Nālei Akina, vice president and chief programming officer for the Liliʻuokalani Trust, says the closure was not an easy decision, but a necessary one, in part because of the COVID-19 pandemic and the need to transition to a more mobile service delivery model.

“We’ve actually canceled all of our in-person programming 'til the end of June,” says Akina. “Our social services are now being provided through centralized screening telemedicine and other virtual tools to better reach those children and families where they are.”

In 1911, Queen Liliʻuokalani left nearly her entire estate of more than 6,000 acres to care for orphaned and disadvantaged Native Hawaiian children. Over the past century, the work of the Liliʻuokalani Trust became a model for culture-based and place-based social services for Native Hawaiian youth. In recent years, the Trust began to reposition its assets to ensure the long-term viability of its work, including the sale land beneath two Waikīkī hotels for $273 million last year.

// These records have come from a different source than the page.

//! Storage gateway seam used by the worker.

use async_trait::async_trait;
use serde::{Deserialize, Serialize};
use std::path::{Path, PathBuf};
use std::sync::Arc;
use tracing::{debug, info};

use crate::client::{S3Client, S3Config};
use crate::error::{StorageError, StorageResult};

/// An object written by the gateway.
#[derive(Debug, Clone, PartialEq, Eq, Serialize, Deserialize)]
pub struct UploadedObject {
    /// Public URL of the object
    pub url: String,
    /// Bucket name, or the local root for the disabled gateway
    pub bucket: String,
    pub key: String,
    /// Size in bytes
    pub size: u64,
}

/// Upload/download contract for transcoding outputs and sources.
#[async_trait]
pub trait StorageGateway: Send + Sync {
    /// Whether a remote object store is configured.
    fn is_enabled(&self) -> bool;

    /// Public URL for a key.
    fn public_url(&self, key: &str) -> String;

    /// Upload one local file under `key`.
    async fn upload(&self, local: &Path, key: &str) -> StorageResult<UploadedObject>;

    /// Download `key` into `local`.
    async fn download(&self, key: &str, local: &Path) -> StorageResult<()>;

    async fn exists(&self, key: &str) -> StorageResult<bool>;

    async fn delete(&self, key: &str) -> StorageResult<()>;

    /// Upload every file under `dir`, keyed `<prefix>/<relative path>`.
    async fn upload_directory(&self, dir: &Path, prefix: &str) -> StorageResult<Vec<UploadedObject>> {
        let files = list_files(dir).await?;
        let mut uploaded = Vec::with_capacity(files.len());
        for file in files {
            let relative = file
                .strip_prefix(dir)
                .map_err(|_| StorageError::InvalidKey(file.display().to_string()))?;
            let key = join_key(prefix, &relative.to_string_lossy());
            uploaded.push(self.upload(&file, &key).await?);
        }
        Ok(uploaded)
    }
}

/// Content type for a file, derived from its extension.
pub fn content_type_for(path: &Path) -> &'static str {
    let ext = path
        .extension()
        .and_then(|e| e.to_str())
        .map(|e| e.to_ascii_lowercase())
        .unwrap_or_default();
    match ext.as_str() {
        "m3u8" => "application/vnd.apple.mpegurl",
        "ts" => "video/mp2t",
        "m4s" => "video/iso.segment",
        "mp4" => "video/mp4",
        "mov" => "video/quicktime",
        "webm" => "video/webm",
        "jpg" | "jpeg" => "image/jpeg",
        "png" => "image/png",
        "webp" => "image/webp",
        "json" => "application/json",
        _ => "application/octet-stream",
    }
}

/// Reject keys that are empty, absolute, or escape their prefix.
pub fn validate_key(key: &str) -> StorageResult<()> {
    if key.is_empty() || key.starts_with('/') || key.contains('\\') {
        return Err(StorageError::InvalidKey(key.to_string()));
    }
    if key.split('/').any(|seg| seg.is_empty() || seg == "." || seg == "..") {
        return Err(StorageError::InvalidKey(key.to_string()));
    }
    Ok(())
}

/// Join a prefix and a relative path with a single `/`.
pub fn join_key(prefix: &str, relative: &str) -> String {
    let prefix = prefix.trim_end_matches('/');
    let relative = relative.replace('\\', "/");
    let relative = relative.trim_start_matches('/');
    if prefix.is_empty() {
        relative.to_string()
    } else {
        format!("{}/{}", prefix, relative)
    }
}

fn url_for(base: &str, key: &str) -> String {
    let encoded: Vec<String> = key
        .split('/')
        .map(|seg| urlencoding::encode(seg).into_owned())
        .collect();
    format!("{}/{}", base.trim_end_matches('/'), encoded.join("/"))
}

/// Files under `dir`, recursively, in sorted order.
async fn list_files(dir: &Path) -> StorageResult<Vec<PathBuf>> {
    let mut files = Vec::new();
    let mut pending = vec![dir.to_path_buf()];
    while let Some(current) = pending.pop() {
        let mut entries = tokio::fs::read_dir(&current).await?;
        while let Some(entry) = entries.next_entry().await? {
            let file_type = entry.file_type().await?;
            if file_type.is_dir() {
                pending.push(entry.path());
            } else if file_type.is_file() {
                files.push(entry.path());
            }
        }
    }
    files.sort();
    Ok(files)
}

/// Gateway backed by an S3-compatible bucket.
#[derive(Clone)]
pub struct S3Gateway {
    client: S3Client,
    public_base_url: String,
}

impl S3Gateway {
    pub async fn new(config: &S3Config) -> StorageResult<Self> {
        let client = S3Client::new(config).await?;
        let public_base_url = match (&config.public_base_url, &config.endpoint_url) {
            (Some(base), _) => base.clone(),
            (None, Some(endpoint)) => format!("{}/{}", endpoint.trim_end_matches('/'), config.bucket_name),
            (None, None) => format!(
                "https://{}.s3.{}.amazonaws.com",
                config.bucket_name, config.region
            ),
        };
        Ok(Self {
            client,
            public_base_url,
        })
    }

    pub fn client(&self) -> &S3Client {
        &self.client
    }
}

#[async_trait]
impl StorageGateway for S3Gateway {
    fn is_enabled(&self) -> bool {
        true
    }

    fn public_url(&self, key: &str) -> String {
        url_for(&self.public_base_url, key)
    }

    async fn upload(&self, local: &Path, key: &str) -> StorageResult<UploadedObject> {
        validate_key(key)?;
        let size = self.client.upload_file(local, key, content_type_for(local)).await?;
        debug!("Uploaded {} to s3://{}/{}", local.display(), self.client.bucket(), key);
        Ok(UploadedObject {
            url: self.public_url(key),
            bucket: self.client.bucket().to_string(),
            key: key.to_string(),
            size,
        })
    }

    async fn download(&self, key: &str, local: &Path) -> StorageResult<()> {
        validate_key(key)?;
        self.client.download_file(key, local).await?;
        Ok(())
    }

    async fn exists(&self, key: &str) -> StorageResult<bool> {
        validate_key(key)?;
        self.client.exists(key).await
    }

    async fn delete(&self, key: &str) -> StorageResult<()> {
        validate_key(key)?;
        self.client.delete_object(key).await
    }
}

/// Gateway used when no object store is configured: copies into a local directory.
#[derive(Debug, Clone)]
pub struct LocalGateway {
    root: PathBuf,
    base_url: Option<String>,
}

impl LocalGateway {
    /// Create the gateway, creating `root` if needed.
    pub fn new(root: impl AsRef<Path>, base_url: Option<String>) -> StorageResult<Self> {
        let root = root.as_ref();
        std::fs::create_dir_all(root)?;
        Ok(Self {
            root: root.canonicalize()?,
            base_url,
        })
    }

    /// Create from `STORAGE_LOCAL_DIR` and `STORAGE_LOCAL_BASE_URL`.
    pub fn from_env() -> StorageResult<Self> {
        let root = std::env::var("STORAGE_LOCAL_DIR").unwrap_or_else(|_| "./storage".to_string());
        let base_url = std::env::var("STORAGE_LOCAL_BASE_URL")
            .ok()
            .filter(|v| !v.trim().is_empty());
        Self::new(root, base_url)
    }

    pub fn root(&self) -> &Path {
        &self.root
    }

    fn path_for(&self, key: &str) -> StorageResult<PathBuf> {
        validate_key(key)?;
        Ok(self.root.join(key))
    }
}

#[async_trait]
impl StorageGateway for LocalGateway {
    fn is_enabled(&self) -> bool {
        false
    }

    fn public_url(&self, key: &str) -> String {
        match &self.base_url {
            Some(base) => url_for(base, key),
            None => format!("file://{}", self.root.join(key).display()),
        }
    }

    async fn upload(&self, local: &Path, key: &str) -> StorageResult<UploadedObject> {
        let target = self.path_for(key)?;
        if let Some(parent) = target.parent() {
            tokio::fs::create_dir_all(parent).await?;
        }
        let size = tokio::fs::copy(local, &target).await?;
        Ok(UploadedObject {
            url: self.public_url(key),
            bucket: self.root.display().to_string(),
            key: key.to_string(),
            size,
        })
    }

    async fn download(&self, key: &str, local: &Path) -> StorageResult<()> {
        let source = self.path_for(key)?;
        if !tokio::fs::try_exists(&source).await.unwrap_or(false) {
            return Err(StorageError::not_found(key));
        }
        if let Some(parent) = local.parent() {
            tokio::fs::create_dir_all(parent).await?;
        }
        tokio::fs::copy(&source, local).await?;
        Ok(())
    }

    async fn exists(&self, key: &str) -> StorageResult<bool> {
        let path = self.path_for(key)?;
        Ok(tokio::fs::try_exists(&path).await.unwrap_or(false))
    }

    async fn delete(&self, key: &str) -> StorageResult<()> {
        let path = self.path_for(key)?;
        match tokio::fs::remove_file(&path).await {
            Ok(()) => Ok(()),
            Err(e) if e.kind() == std::io::ErrorKind::NotFound => Ok(()),
            Err(e) => Err(e.into()),
        }
    }
}

/// Pick the S3 gateway when credentials are configured, the local one otherwise.
pub async fn gateway_from_env() -> StorageResult<Arc<dyn StorageGateway>> {
    match S3Config::from_env()? {
        Some(config) => {
            info!(bucket = %config.bucket_name, "Storage gateway: S3");
            Ok(Arc::new(S3Gateway::new(&config).await?))
        }
        None => {
            let local = LocalGateway::from_env()?;
            info!(root = %local.root().display(), "Storage gateway disabled, writing to local directory");
            Ok(Arc::new(local))
        }
    }
}

#[cfg(test)]
mod tests {
    use super::*;
    use tempfile::TempDir;

    #[test]
    fn test_content_types() {
        assert_eq!(content_type_for(Path::new("master.m3u8")), "application/vnd.apple.mpegurl");
        assert_eq!(content_type_for(Path::new("720p/segment_000.ts")), "video/mp2t");
        assert_eq!(content_type_for(Path::new("thumbnail.JPG")), "image/jpeg");
        assert_eq!(content_type_for(Path::new("blob")), "application/octet-stream");
    }

    #[test]
    fn test_validate_key() {
        assert!(validate_key("videos/v1/master.m3u8").is_ok());
        assert!(validate_key("").is_err());
        assert!(validate_key("/abs").is_err());
        assert!(validate_key("videos/../etc").is_err());
        assert!(validate_key("videos//x").is_err());
    }

    #[test]
    fn test_join_key() {
        assert_eq!(join_key("videos/v1/", "720p/index.m3u8"), "videos/v1/720p/index.m3u8");
        assert_eq!(join_key("", "a.ts"), "a.ts");
    }

    #[test]
    fn test_url_encodes_segments() {
        assert_eq!(
            url_for("https://cdn.example.com/", "videos/my video/master.m3u8"),
            "https://cdn.example.com/videos/my%20video/master.m3u8"
        );
    }

    #[tokio::test]
    async fn test_local_gateway_round_trip() {
        let store = TempDir::new().unwrap();
        let work = TempDir::new().unwrap();
        let gateway = LocalGateway::new(store.path(), None).unwrap();
        assert!(!gateway.is_enabled());

        let src = work.path().join("thumbnail.jpg");
        std::fs::write(&src, b"jpeg").unwrap();

        let obj = gateway.upload(&src, "videos/v1/thumbnail.jpg").await.unwrap();
        assert_eq!(obj.size, 4);
        assert!(obj.url.starts_with("file://"));
        assert!(obj.url.ends_with("videos/v1/thumbnail.jpg"));
        assert!(gateway.exists("videos/v1/thumbnail.jpg").await.unwrap());

        let back = work.path().join("copy.jpg");
        gateway.download("videos/v1/thumbnail.jpg", &back).await.unwrap();
        assert_eq!(std::fs::read(&back).unwrap(), b"jpeg");

        gateway.delete("videos/v1/thumbnail.jpg").await.unwrap();
        assert!(!gateway.exists("videos/v1/thumbnail.jpg").await.unwrap());
        gateway.delete("videos/v1/thumbnail.jpg").await.unwrap();
    }

    #[tokio::test]
    async fn test_local_gateway_base_url() {
        let store = TempDir::new().unwrap();
        let gateway =
            LocalGateway::new(store.path(), Some("http://localhost:8080/media".to_string())).unwrap();
        assert_eq!(
            gateway.public_url("videos/v1/master.m3u8"),
            "http://localhost:8080/media/videos/v1/master.m3u8"
        );
    }

    #[tokio::test]
    async fn test_local_download_missing_key() {
        let store = TempDir::new().unwrap();
        let gateway = LocalGateway::new(store.path(), None).unwrap();
        let err = gateway
            .download("in/missing.mp4", &store.path().join("x"))
            .await
            .unwrap_err();
        assert!(matches!(err, StorageError::NotFound(_)));
    }

    #[tokio::test]
    async fn test_upload_directory_keys() {
        let store = TempDir::new().unwrap();
        let work = TempDir::new().unwrap();
        std::fs::create_dir_all(work.path().join("720p")).unwrap();
        std::fs::write(work.path().join("720p/index.m3u8"), b"#EXTM3U").unwrap();
        std::fs::write(work.path().join("720p/segment_000.ts"), b"ts").unwrap();

        let gateway = LocalGateway::new(store.path(), None).unwrap();
        let uploaded = gateway
            .upload_directory(&work.path().join("720p"), "videos/v1/720p")
            .await
            .unwrap();

        let keys: Vec<_> = uploaded.iter().map(|o| o.key.as_str()).collect();
        assert_eq!(keys, vec!["videos/v1/720p/index.m3u8", "videos/v1/720p/segment_000.ts"]);
        assert!(store.path().join("videos/v1/720p/segment_000.ts").exists());
    }
}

"The Lili’uokalani Trust is committed to ensuring that our Queen’s resources serve of course our Native Hawaiian orphans and destitute Native Hawaiian children today as well as tomorrow as a perpetual trust," says Akina.

The site closures are part of this repositioning of asssets. But Kim, the retired social worker, says her frustration is with the lack of communication and community outreach. 

"This is supposed to be transparent," says Kim, "How come all these decisions are being made in such a secret way?"

Cynthia Jordan, communications director for the Liliʻuokalani Trust, said in an emailed statement that the trust is committed to making data-informed decisions both quantitative and qualitative. While there was no evidence of community meetings prior to the closures, Jordan did reference a 2017 gathering of leaders from Native Hawaiian-serving organizations who offered their feedback on the Trust's work.

The closure comes as the trust unveils a new strategic plan aimed at breaking the cycle of poverty for Native Hawaiian youth. Akina says Native Hawaiian children remain overrepresented in areas from foster care to juvenile justice and homelessness. She says some of trust's major initiatives aim to address these issues and are scheduled to come online in the next five years. 

“Recently in Honolulu, we just launched an 18-unit residential program for youth, Native Hawaiian youth, that have been impacted by COVID and are at risk for being homeless,” says Akina. ”We'll also be opening an early childhood center in West Oʻahu where we'll be having a multi-generational program for parenting youth. So we'll have 40 units of housing there.”

And that’s just the start. Over the last five years, the trust purchased more than $26 million in property to expand its reach to communities where it says it can make the most impact. Earlier this year, the trust also expanded its reach beyond keiki to include young adults up to age 26. But for the communities that are feeling left behind by the trust’s new direction, it’s already a difficult transition.